• [INSTRUCTIONS TO FOLLOW] Print the lines that run from the line with "filename src/blockchain/block_index.rs" to the line with "#[derive(Debug, Clone, Default)]", keeping both end lines, exactly as they appear in the entries below, and nothing else.

• [DATASET ENTRIES]
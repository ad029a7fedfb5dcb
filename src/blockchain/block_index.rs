use super::ChainEntry;
use crate::error::ChainError;
use bitcoin::BlockHash;
use std::collections::HashMap;

/// Height targeted by an entry's skip pointer, derived from the entry's
/// height alone. Spaces the pointers exponentially so that any ancestor
/// walk needs O(log n) hops.
fn skip_height(height: u32) -> u32 {
    if height < 2 {
        return 0;
    }

    // turn off the lowest set bit
    let flip = |n: u32| n & (n - 1);

    if height & 1 == 1 {
        flip(flip(height - 1) + 1)
    } else {
        flip(height)
    }
}

/// The forest of all known block headers, rooted at genesis.
///
/// Owns every [`ChainEntry`]; entries reference their parent and skip
/// ancestor by hash into this map. Append-only from the caller's point of
/// view: once linked, entries never change, so lookups are safe under
/// concurrent readers as long as no block is being linked.
#[derive(Debug, Clone, Default)]
pub struct BlockIndex {
    entries: HashMap<BlockHash, ChainEntry>,
}

impl BlockIndex {
    pub fn new() -> Self {
        Self::default()
    }

    pub fn len(&self) -> usize {
        self.entries.len()
    }

    pub fn is_empty(&self) -> bool {
        self.entries.is_empty()
    }

    pub fn get(&self, hash: &BlockHash) -> Option<&ChainEntry> {
        self.entries.get(hash)
    }

    pub fn contains(&self, hash: &BlockHash) -> bool {
        self.entries.contains_key(hash)
    }

    /// Link a new entry into the index, fixing its skip pointer.
    ///
    /// A non-genesis entry is only accepted once its previous entry is
    /// present; callers holding headers that arrived out of order retry
    /// after the parent connects.
    pub fn insert(&mut self, mut entry: ChainEntry) -> Result<ChainEntry, ChainError> {
        if !entry.is_genesis() {
            let prev = *self
                .get(&entry.prev_block)
                .ok_or(ChainError::UnknownPreviousEntry(entry.prev_block))?;
            debug_assert_eq!(prev.height + 1, entry.height);
            entry.skip = self
                .ancestor(&prev, skip_height(entry.height))
                .map(|skip| skip.hash);
        }
        self.entries.insert(entry.hash, entry);
        Ok(entry)
    }

    /// Re-add an entry whose skip pointer was already computed, for
    /// reloading a persisted index in arbitrary order
    pub(crate) fn restore(&mut self, entry: ChainEntry) {
        self.entries.insert(entry.hash, entry);
    }

    /// The entry at `height` on the path from `entry` back to genesis, or
    /// `None` if the height is above the entry or the path is incomplete
    pub fn ancestor<'a>(&'a self, entry: &'a ChainEntry, height: u32) -> Option<&'a ChainEntry> {
        if height > entry.height {
            return None;
        }
        let mut cursor = entry;
        while cursor.height != height {
            cursor = self.step_back(cursor, height)?;
        }
        Some(cursor)
    }

    /// One hop of an ancestor walk: the skip pointer when it lands on or
    /// tightly above the target, the previous entry otherwise
    fn step_back<'a>(&'a self, entry: &'a ChainEntry, height: u32) -> Option<&'a ChainEntry> {
        let height_skip = skip_height(entry.height);
        let height_skip_prev = skip_height(entry.height - 1);
        match entry.skip {
            Some(skip)
                if height_skip == height
                    || (height_skip > height
                        && !(height_skip_prev < height_skip.saturating_sub(2)
                            && height_skip_prev >= height)) =>
            {
                self.get(&skip)
            }
            _ => self.get(&entry.prev_block),
        }
    }

    /// The deepest entry on both entries' paths to genesis. `None` only
    /// for entries that do not share a root in this index.
    pub fn last_common_ancestor<'a>(
        &'a self,
        a: &'a ChainEntry,
        b: &'a ChainEntry,
    ) -> Option<&'a ChainEntry> {
        let (mut a, mut b) = if a.height > b.height {
            (self.ancestor(a, b.height)?, b)
        } else if b.height > a.height {
            (a, self.ancestor(b, a.height)?)
        } else {
            (a, b)
        };
        while a.hash != b.hash {
            a = self.get(&a.prev_block)?;
            b = self.get(&b.prev_block)?;
        }
        Some(a)
    }
}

• [OUTPUT OF THE EXERCISE]
filename src/blockchain/block_index.rs
use super::ChainEntry;
use crate::error::ChainError;
use bitcoin::BlockHash;
use std::collections::HashMap;

/// Height targeted by an entry's skip pointer, derived from the entry's
/// height alone. Spaces the pointers exponentially so that any ancestor
/// walk needs O(log n) hops.
fn skip_height(height: u32) -> u32 {
    if height < 2 {
        return 0;
    }

    // turn off the lowest set bit
    let flip = |n: u32| n & (n - 1);

    if height & 1 == 1 {
        flip(flip(height - 1) + 1)
    } else {
        flip(height)
    }
}

/// The forest of all known block headers, rooted at genesis.
///
/// Owns every [`ChainEntry`]; entries reference their parent and skip
/// ancestor by hash into this map. Append-only from the caller's point of
/// view: once linked, entries never change, so lookups are safe under
/// concurrent readers as long as no block is being linked.
#[derive(Debug, Clone, Default)]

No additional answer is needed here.